(PROVIDED INFORMATION begins)

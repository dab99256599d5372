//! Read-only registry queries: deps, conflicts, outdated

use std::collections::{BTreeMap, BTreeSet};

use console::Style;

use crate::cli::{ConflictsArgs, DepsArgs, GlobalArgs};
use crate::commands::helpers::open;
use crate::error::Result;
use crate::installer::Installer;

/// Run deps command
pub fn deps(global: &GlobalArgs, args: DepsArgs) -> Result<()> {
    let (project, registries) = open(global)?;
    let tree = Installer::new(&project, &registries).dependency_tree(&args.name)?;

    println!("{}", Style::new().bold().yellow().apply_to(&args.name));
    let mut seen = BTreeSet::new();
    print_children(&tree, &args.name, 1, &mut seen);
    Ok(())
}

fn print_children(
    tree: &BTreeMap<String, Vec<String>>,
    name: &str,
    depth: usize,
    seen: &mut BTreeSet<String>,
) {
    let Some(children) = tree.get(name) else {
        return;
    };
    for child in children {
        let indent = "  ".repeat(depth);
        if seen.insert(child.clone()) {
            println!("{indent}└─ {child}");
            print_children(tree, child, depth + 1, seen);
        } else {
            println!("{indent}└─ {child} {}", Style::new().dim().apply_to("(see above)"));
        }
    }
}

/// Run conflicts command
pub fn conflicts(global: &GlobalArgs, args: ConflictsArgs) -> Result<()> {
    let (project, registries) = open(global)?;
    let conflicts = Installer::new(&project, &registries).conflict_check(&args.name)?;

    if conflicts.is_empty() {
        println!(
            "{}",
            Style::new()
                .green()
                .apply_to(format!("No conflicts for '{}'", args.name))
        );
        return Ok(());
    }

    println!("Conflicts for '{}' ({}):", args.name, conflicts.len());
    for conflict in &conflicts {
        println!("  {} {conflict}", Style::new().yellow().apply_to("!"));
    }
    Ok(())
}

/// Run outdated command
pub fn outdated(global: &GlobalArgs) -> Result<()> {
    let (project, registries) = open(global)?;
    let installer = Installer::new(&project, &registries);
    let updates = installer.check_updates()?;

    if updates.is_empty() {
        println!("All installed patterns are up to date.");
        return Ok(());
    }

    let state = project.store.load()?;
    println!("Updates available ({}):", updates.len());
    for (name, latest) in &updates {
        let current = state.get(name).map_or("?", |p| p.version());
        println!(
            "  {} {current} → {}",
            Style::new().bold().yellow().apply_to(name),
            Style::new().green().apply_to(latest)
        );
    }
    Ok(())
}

(PROVIDED INFORMATION ends)

### [WHAT THE TASK REQUIRES]
Only lines with the word "green" are wanted. Find and copy them from the records above.

### [YOUR SOLUTION]
                .green()
            Style::new().green().apply_to(latest)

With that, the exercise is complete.